### Directions
Retype all of the entries precisely.
***
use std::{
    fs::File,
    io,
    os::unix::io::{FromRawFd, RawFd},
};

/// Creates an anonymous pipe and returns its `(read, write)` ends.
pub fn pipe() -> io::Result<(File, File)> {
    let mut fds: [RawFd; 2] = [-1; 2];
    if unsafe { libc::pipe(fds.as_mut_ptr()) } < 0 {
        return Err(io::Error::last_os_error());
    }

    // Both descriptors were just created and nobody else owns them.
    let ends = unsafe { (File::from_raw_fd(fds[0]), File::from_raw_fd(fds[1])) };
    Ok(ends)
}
***
### Solution to the exercise
use std::{
    fs::File,
    io,
    os::unix::io::{FromRawFd, RawFd},
};

/// Creates an anonymous pipe and returns its `(read, write)` ends.
pub fn pipe() -> io::Result<(File, File)> {
    let mut fds: [RawFd; 2] = [-1; 2];
    if unsafe { libc::pipe(fds.as_mut_ptr()) } < 0 {
        return Err(io::Error::last_os_error());
    }

    // Both descriptors were just created and nobody else owns them.
    let ends = unsafe { (File::from_raw_fd(fds[0]), File::from_raw_fd(fds[1])) };
    Ok(ends)
}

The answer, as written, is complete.